- Wood with the Detroit Tigers in 1905
- Catcher
- Born: July 28, 1865 Glasgow, Scotland
- Died: May 22, 1943 (aged 77) Youngstown, Ohio, U.S.
- Batted: RightThrew: Right

MLB debut
- May 2, 1898, for the Cincinnati Reds

Last MLB appearance
- May 6, 1905, for the Detroit Tigers

MLB statistics
- Batting average: .281
- Home runs: 2
- Runs batted in: 168
- Stats at Baseball Reference

Teams
- Cincinnati Reds (1898–1900); Cleveland Blues/Bronchos (1901–1902); Detroit Tigers (1904–1905);

= Bob Wood (baseball) =

American baseball player (1865–1943)

Robert Lynn Wood (July 28, 1865 – May 22, 1943) was a Scottish born professional baseball player. He played all or part of seven seasons in Major League Baseball, three with the Cincinnati Reds (1898–1900), and two each with the Cleveland Blues/Bronchos (1901–1902) and Detroit Tigers (1904–1905).

==Early years==
Wood was born in 1865 at Glasgow, Scotland. He moved with his parents to the United States at age eight and was raised in Youngstown, Ohio.

==Baseball career==
Wood began his professional baseball career with the Indianapolis Hoosiers of the Western League in 1895 at age 26. He remained with Indianapolis for three years.

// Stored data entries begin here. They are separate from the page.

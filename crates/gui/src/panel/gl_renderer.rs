use std::collections::HashMap;
use std::sync::{Arc, Weak};

use glow::HasContext;

use plater_view_lib::viewport::composer::{DrawCommand, DrawItem, Geometry, RecordedFrame};
use plater_view_lib::viewport::mesh::{LineMeshData, MeshData};
use plater_view_lib::ViewportError;

/// Share of the highlight colour mixed into the selected object
const HIGHLIGHT_MIX: f32 = 0.35;

// ── GPU mesh handles ─────────────────────────────────────────

struct GpuMesh {
    vao: glow::VertexArray,
    vbo: glow::Buffer,
    ibo: glow::Buffer,
    index_count: i32,
}

struct GpuLines {
    vao: glow::VertexArray,
    vbo: glow::Buffer,
    vertex_count: i32,
}

/// GPU copy of a CPU mesh, valid while the source `Arc` is alive
struct Cached<T, G> {
    source: Weak<T>,
    gpu: G,
}

impl<T, G> Cached<T, G> {
    fn matches(&self, mesh: &Arc<T>) -> bool {
        self.source
            .upgrade()
            .is_some_and(|live| Arc::ptr_eq(&live, mesh))
    }
}

// ── Main GL renderer ─────────────────────────────────────────

/// Replays composed frames with glow. Created once per GL context.
pub struct GlRenderer {
    mesh_program: glow::Program,
    line_program: glow::Program,
    platform: Option<Cached<LineMeshData, GpuLines>>,
    marker: Option<Cached<MeshData, GpuMesh>>,
    /// Object meshes keyed by object name
    objects: HashMap<String, Cached<MeshData, GpuMesh>>,
    last_error: Option<ViewportError>,
}

impl GlRenderer {
    pub fn new(gl: &glow::Context) -> Result<Self, ViewportError> {
        let mesh_program = compile_program(gl, MESH_VERT, MESH_FRAG)?;
        let line_program = match compile_program(gl, LINE_VERT, LINE_FRAG) {
            Ok(p) => p,
            Err(e) => {
                unsafe { gl.delete_program(mesh_program) };
                return Err(e);
            }
        };
        Ok(Self {
            mesh_program,
            line_program,
            platform: None,
            marker: None,
            objects: HashMap::new(),
            last_error: None,
        })
    }

    /// Error from the most recent paint, if any
    pub fn take_error(&mut self) -> Option<ViewportError> {
        self.last_error.take()
    }

    /// Upload whatever the frame references and is not on the GPU yet;
    /// drop GPU meshes of objects that are gone.
    fn sync(&mut self, gl: &glow::Context, frame: &RecordedFrame) -> Result<(), ViewportError> {
        let mut seen = Vec::new();
        for command in &frame.commands {
            match (&command.item, &command.geometry) {
                (DrawItem::Platform, Geometry::Lines(lines)) => {
                    if !self.platform.as_ref().is_some_and(|c| c.matches(lines)) {
                        let gpu = upload_lines(gl, lines)?;
                        if let Some(old) = self.platform.replace(Cached { source: Arc::downgrade(lines), gpu }) {
                            delete_lines(gl, &old.gpu);
                        }
                    }
                }
                (DrawItem::CursorMarker, Geometry::Triangles(mesh)) => {
                    if !self.marker.as_ref().is_some_and(|c| c.matches(mesh)) {
                        let gpu = upload_mesh(gl, mesh)?;
                        if let Some(old) = self.marker.replace(Cached { source: Arc::downgrade(mesh), gpu }) {
                            delete_mesh(gl, &old.gpu);
                        }
                    }
                }
                (DrawItem::Object { name, .. }, Geometry::Triangles(mesh)) => {
                    seen.push(name.as_str());
                    if !self.objects.get(name).is_some_and(|c| c.matches(mesh)) {
                        let gpu = upload_mesh(gl, mesh)?;
                        let cached = Cached { source: Arc::downgrade(mesh), gpu };
                        if let Some(old) = self.objects.insert(name.clone(), cached) {
                            delete_mesh(gl, &old.gpu);
                        }
                    }
                }
                (item, _) => tracing::warn!("Unexpected geometry for {item:?}"),
            }
        }

        let stale: Vec<String> = self
            .objects
            .keys()
            .filter(|name| !seen.contains(&name.as_str()))
            .cloned()
            .collect();
        for name in stale {
            if let Some(old) = self.objects.remove(&name) {
                delete_mesh(gl, &old.gpu);
            }
        }
        Ok(())
    }

    /// Render `frame` into the viewport rectangle `[x, y, width, height]` (pixels, GL origin)
    pub fn paint(&mut self, gl: &glow::Context, frame: &RecordedFrame, viewport: [f32; 4]) {
        if let Err(e) = self.sync(gl, frame) {
            tracing::error!("GPU upload failed: {e}");
            self.last_error = Some(e);
            return;
        }

        unsafe {
            gl.viewport(
                viewport[0] as i32,
                viewport[1] as i32,
                viewport[2] as i32,
                viewport[3] as i32,
            );
            gl.scissor(
                viewport[0] as i32,
                viewport[1] as i32,
                viewport[2] as i32,
                viewport[3] as i32,
            );
            gl.enable(glow::SCISSOR_TEST);

            let [r, g, b] = frame.background;
            gl.clear_color(r, g, b, 1.0);
            gl.clear(glow::COLOR_BUFFER_BIT | glow::DEPTH_BUFFER_BIT);

            gl.enable(glow::DEPTH_TEST);
            gl.depth_func(glow::LESS);

            for command in &frame.commands {
                self.draw(gl, frame, command);
            }

            gl.disable(glow::DEPTH_TEST);
            gl.disable(glow::SCISSOR_TEST);
            gl.use_program(None);
        }
    }

    unsafe fn draw(&self, gl: &glow::Context, frame: &RecordedFrame, command: &DrawCommand) {
        let mvp = frame.projection * command.model_view;
        match &command.item {
            DrawItem::Platform => {
                if let Some(platform) = &self.platform {
                    gl.use_program(Some(self.line_program));
                    set_uniform_mat4(gl, self.line_program, "u_mvp", &mvp);
                    draw_lines(gl, &platform.gpu);
                }
            }
            DrawItem::CursorMarker => {
                if let Some(marker) = &self.marker {
                    self.use_mesh_program(gl, &mvp, &command.model_view, frame.highlight, 0.0);
                    draw_mesh(gl, &marker.gpu);
                }
            }
            DrawItem::Object { name, selected } => {
                if let Some(object) = self.objects.get(name) {
                    let mix = if *selected { HIGHLIGHT_MIX } else { 0.0 };
                    self.use_mesh_program(gl, &mvp, &command.model_view, frame.highlight, mix);
                    draw_mesh(gl, &object.gpu);
                }
            }
        }
    }

    fn use_mesh_program(&self, gl: &glow::Context, mvp: &glam::Mat4, model_view: &glam::Mat4, tint: [f32; 3], mix: f32) {
        unsafe {
            gl.use_program(Some(self.mesh_program));
        }
        set_uniform_mat4(gl, self.mesh_program, "u_mvp", mvp);
        set_uniform_mat4(gl, self.mesh_program, "u_model_view", model_view);
        // Light direction in eye space
        let light_dir = glam::Vec3::new(0.3, 0.5, 0.8).normalize();
        set_uniform_vec3(gl, self.mesh_program, "u_light_dir", &light_dir);
        set_uniform_vec3(gl, self.mesh_program, "u_tint", &glam::Vec3::from_array(tint));
        set_uniform_f32(gl, self.mesh_program, "u_tint_mix", mix);
    }

    pub fn destroy(&mut self, gl: &glow::Context) {
        unsafe {
            gl.delete_program(self.mesh_program);
            gl.delete_program(self.line_program);
        }
        if let Some(platform) = self.platform.take() {
            delete_lines(gl, &platform.gpu);
        }
        if let Some(marker) = self.marker.take() {
            delete_mesh(gl, &marker.gpu);
        }
        for (_, object) in self.objects.drain() {
            delete_mesh(gl, &object.gpu);
        }
    }
}

// ── GPU upload ───────────────────────────────────────────────

fn upload_mesh(gl: &glow::Context, data: &MeshData) -> Result<GpuMesh, ViewportError> {
    unsafe {
        let vao = gl.create_vertex_array().map_err(ViewportError::Backend)?;
        gl.bind_vertex_array(Some(vao));

        let vbo = gl.create_buffer().map_err(ViewportError::Backend)?;
        gl.bind_buffer(glow::ARRAY_BUFFER, Some(vbo));
        gl.buffer_data_u8_slice(
            glow::ARRAY_BUFFER,
            bytemuck_cast_slice(&data.vertices),
            glow::STATIC_DRAW,
        );

        let stride = 9 * 4; // 9 floats * 4 bytes
        // position: location 0
        gl.enable_vertex_attrib_array(0);
        gl.vertex_attrib_pointer_f32(0, 3, glow::FLOAT, false, stride, 0);
        // normal: location 1
        gl.enable_vertex_attrib_array(1);
        gl.vertex_attrib_pointer_f32(1, 3, glow::FLOAT, false, stride, 3 * 4);
        // color: location 2
        gl.enable_vertex_attrib_array(2);
        gl.vertex_attrib_pointer_f32(2, 3, glow::FLOAT, false, stride, 6 * 4);

        let ibo = gl.create_buffer().map_err(ViewportError::Backend)?;
        gl.bind_buffer(glow::ELEMENT_ARRAY_BUFFER, Some(ibo));
        gl.buffer_data_u8_slice(
            glow::ELEMENT_ARRAY_BUFFER,
            bytemuck_cast_slice(&data.indices),
            glow::STATIC_DRAW,
        );

        gl.bind_vertex_array(None);

        Ok(GpuMesh {
            vao,
            vbo,
            ibo,
            index_count: data.indices.len() as i32,
        })
    }
}

fn upload_lines(gl: &glow::Context, data: &LineMeshData) -> Result<GpuLines, ViewportError> {
    unsafe {
        let vao = gl.create_vertex_array().map_err(ViewportError::Backend)?;
        gl.bind_vertex_array(Some(vao));

        let vbo = gl.create_buffer().map_err(ViewportError::Backend)?;
        gl.bind_buffer(glow::ARRAY_BUFFER, Some(vbo));
        gl.buffer_data_u8_slice(
            glow::ARRAY_BUFFER,
            bytemuck_cast_slice(&data.vertices),
            glow::STATIC_DRAW,
        );

        let stride = 7 * 4; // 7 floats * 4 bytes
        // position: location 0
        gl.enable_vertex_attrib_array(0);
        gl.vertex_attrib_pointer_f32(0, 3, glow::FLOAT, false, stride, 0);
        // color: location 1
        gl.enable_vertex_attrib_array(1);
        gl.vertex_attrib_pointer_f32(1, 4, glow::FLOAT, false, stride, 3 * 4);

        gl.bind_vertex_array(None);

        Ok(GpuLines {
            vao,
            vbo,
            vertex_count: (data.vertices.len() / 7) as i32,
        })
    }
}

fn delete_mesh(gl: &glow::Context, mesh: &GpuMesh) {
    unsafe {
        gl.delete_vertex_array(mesh.vao);
        gl.delete_buffer(mesh.vbo);
        gl.delete_buffer(mesh.ibo);
    }
}

fn delete_lines(gl: &glow::Context, lines: &GpuLines) {
    unsafe {
        gl.delete_vertex_array(lines.vao);
        gl.delete_buffer(lines.vbo);
    }
}

// ── Draw calls ───────────────────────────────────────────────

unsafe fn draw_mesh(gl: &glow::Context, mesh: &GpuMesh) {
    gl.bind_vertex_array(Some(mesh.vao));
    gl.bind_buffer(glow::ELEMENT_ARRAY_BUFFER, Some(mesh.ibo));
    gl.draw_elements(glow::TRIANGLES, mesh.index_count, glow::UNSIGNED_INT, 0);
    gl.bind_vertex_array(None);
}

unsafe fn draw_lines(gl: &glow::Context, lines: &GpuLines) {
    gl.bind_vertex_array(Some(lines.vao));
    gl.draw_arrays(glow::LINES, 0, lines.vertex_count);
    gl.bind_vertex_array(None);
}

// ── Shader compilation ───────────────────────────────────────

fn compile_program(gl: &glow::Context, vert_src: &str, frag_src: &str) -> Result<glow::Program, ViewportError> {
    unsafe {
        let program = gl.create_program().map_err(ViewportError::Backend)?;
        let vert = compile_shader(gl, glow::VERTEX_SHADER, vert_src)?;
        let frag = compile_shader(gl, glow::FRAGMENT_SHADER, frag_src)?;

        gl.attach_shader(program, vert);
        gl.attach_shader(program, frag);
        gl.link_program(program);
        gl.delete_shader(vert);
        gl.delete_shader(frag);

        if !gl.get_program_link_status(program) {
            let log = gl.get_program_info_log(program);
            tracing::error!("Program link error: {log}");
            gl.delete_program(program);
            return Err(ViewportError::Backend(format!("program link: {log}")));
        }
        Ok(program)
    }
}

unsafe fn compile_shader(gl: &glow::Context, kind: u32, src: &str) -> Result<glow::Shader, ViewportError> {
    let shader = gl.create_shader(kind).map_err(ViewportError::Backend)?;
    gl.shader_source(shader, src);
    gl.compile_shader(shader);
    if !gl.get_shader_compile_status(shader) {
        let log = gl.get_shader_info_log(shader);
        tracing::error!("Shader compile error: {log}");
        gl.delete_shader(shader);
        return Err(ViewportError::Backend(format!("shader compile: {log}")));
    }
    Ok(shader)
}

// ── Uniform setters ──────────────────────────────────────────

fn set_uniform_mat4(gl: &glow::Context, program: glow::Program, name: &str, mat: &glam::Mat4) {
    unsafe {
        let loc = gl.get_uniform_location(program, name);
        gl.uniform_matrix_4_f32_slice(loc.as_ref(), false, &mat.to_cols_array());
    }
}

fn set_uniform_vec3(gl: &glow::Context, program: glow::Program, name: &str, v: &glam::Vec3) {
    unsafe {
        let loc = gl.get_uniform_location(program, name);
        gl.uniform_3_f32(loc.as_ref(), v.x, v.y, v.z);
    }
}

fn set_uniform_f32(gl: &glow::Context, program: glow::Program, name: &str, v: f32) {
    unsafe {
        let loc = gl.get_uniform_location(program, name);
        gl.uniform_1_f32(loc.as_ref(), v);
    }
}

// ── Byte cast helper ─────────────────────────────────────────

fn bytemuck_cast_slice<T: Copy>(slice: &[T]) -> &[u8] {
    unsafe {
        std::slice::from_raw_parts(
            slice.as_ptr() as *const u8,
            std::mem::size_of_val(slice),
        )
    }
}

// ── Shaders ──────────────────────────────────────────────────

const MESH_VERT: &str = r#"#version 330 core
uniform mat4 u_mvp;
uniform mat4 u_model_view;

layout(location = 0) in vec3 a_position;
layout(location = 1) in vec3 a_normal;
layout(location = 2) in vec3 a_color;

out vec3 v_normal;
out vec3 v_color;

void main() {
    gl_Position = u_mvp * vec4(a_position, 1.0);
    v_normal = mat3(u_model_view) * a_normal;
    v_color = a_color;
}
"#;

const MESH_FRAG: &str = r#"#version 330 core
uniform vec3 u_light_dir;
uniform vec3 u_tint;
uniform float u_tint_mix;

in vec3 v_normal;
in vec3 v_color;

out vec4 frag_color;

void main() {
    vec3 n = normalize(v_normal);
    float diffuse = abs(dot(n, u_light_dir));
    float ambient = 0.25;
    float light = ambient + diffuse * 0.75;
    vec3 base = mix(v_color, u_tint, u_tint_mix);
    frag_color = vec4(base * light, 1.0);
}
"#;

const LINE_VERT: &str = r#"#version 330 core
uniform mat4 u_mvp;

layout(location = 0) in vec3 a_position;
layout(location = 1) in vec4 a_color;

out vec4 v_color;

void main() {
    gl_Position = u_mvp * vec4(a_position, 1.0);
    v_color = a_color;
}
"#;

const LINE_FRAG: &str = r#"#version 330 core
in vec4 v_color;
out vec4 frag_color;

void main() {
    frag_color = v_color;
}
"#;
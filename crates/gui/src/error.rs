//! Error taxonomy for the viewport core.
//!
//! Every variant is recoverable: manipulation calls turn them into no-ops and
//! the interaction state machine reports them as skipped events.

use thiserror::Error;

#[derive(Debug, Clone, PartialEq, Error)]
pub enum ViewportError {
    /// A manipulation was requested with nothing selected
    #[error("no object is selected")]
    NoSelection,

    /// The selection names an object the registry no longer holds
    #[error("object `{0}` is not in the scene")]
    UnknownObject(String),

    #[error("an object named `{0}` already exists")]
    DuplicateName(String),

    /// Client area has zero width or height, so nothing can be projected
    #[error("viewport has no area ({width}x{height})")]
    DegenerateViewport { width: f32, height: f32 },

    #[error("render resources are not initialized")]
    UninitializedRenderResources,

    /// Failure reported by the GPU backend; surfaced to the host application
    #[error("render backend: {0}")]
    Backend(String),
}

Wood made his major-league debut in 1898 for the Cincinnati Reds. He played three years for the Reds from 1898 to 1900. In 1899, he hit .313 with a .404 on-base percentage with the Reds.

Wood jumped to the American League in 1900, appearing in 36 games for the Chicago Whitestockings. When the American League reached major-league status in 1901, Wood joined the Cleveland Blues. He spent the 1901 and 1902 seasons with Cleveland.

Wood spent the 1903 season with the Milwaukee Brewers of the American Association. He hit .324 in 121 games for Milwaukee.

Wood returned to the American League in 1904, appearing in 49 games for the Detroit Tigers. In 1905, he appeared in only eight games for the Tigers. His batting average collapsed in 1905 with only two hits in 24 at bats. He was sold to Buffalo in May 1905.

Wood concluded his playing career for Buffalo in 1905 and 1906, Toronto in 1906 and 1907, and Little Rock in 1907 and 1908.

He played the majority of his major league career (290 out of 382 games) as a catcher. Over his entire major league career, he had a .281 batting average with two home runs, 168 RBI and a .338 on-base percentage.

==Later years==
During his time as a baseball player, Wood also owned two farms in Ohio.

Wood died at his home in Youngstown, Ohio, in May 1943.